The records:
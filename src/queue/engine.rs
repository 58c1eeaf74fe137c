//! QueueEngine - the operations a command processor needs
//!
//! The engine composes the entry store, the status state machine and the
//! ordering policy behind one mutex. Entry mutation, capacity-flag
//! maintenance and status recomputation happen as a single atomic unit, so
//! two concurrent submits can never both observe "space available" and push
//! the queue past capacity.
//!
//! Lifecycle events are collected while the lock is held and emitted only
//! after it is released, which keeps the queue lock and the subscription
//! registry lock from ever being held together.

use crate::notifications::event::{EventClass, LifecycleEvent, QueueEntryEvent, QueueStatusEvent};
use crate::queue::entry::{EntryStatus, QueueEntry};
use crate::queue::error::{QueueError, QueueResult};
use crate::queue::ordering::{compare_entries, QueueFilter, QueueSnapshot};
use crate::queue::state::{QueueStateMachine, QueueStatus, QueueStatusListener};
use crate::queue::store::EntryStore;
use std::sync::{Arc, Mutex};
use tokio::sync::mpsc::UnboundedSender;

/// Parameters of one submission
#[derive(Clone, Debug)]
pub struct SubmitParams {
    /// Reference to the job document to execute
    pub job_url: String,
    /// Requested priority, clamped to 0-100
    pub priority: i32,
}

struct QueueCore {
    store: EntryStore,
    state: QueueStateMachine,
    next_entry: u64,
}

/// Thread-safe queue engine
///
/// All operations may be called concurrently from any number of request
/// handling tasks. Every successful mutation raises a lifecycle event after
/// the mutation completes and before the call returns.
pub struct QueueEngine {
    core: Mutex<QueueCore>,
    events: UnboundedSender<LifecycleEvent>,
}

Action item: Taking the line containing "the call returns." as the first, please return it and every line after it through the end of the entries, exactly and only those.

Written answer:
/// the mutation completes and before the call returns.
pub struct QueueEngine {
    core: Mutex<QueueCore>,
    events: UnboundedSender<LifecycleEvent>,
}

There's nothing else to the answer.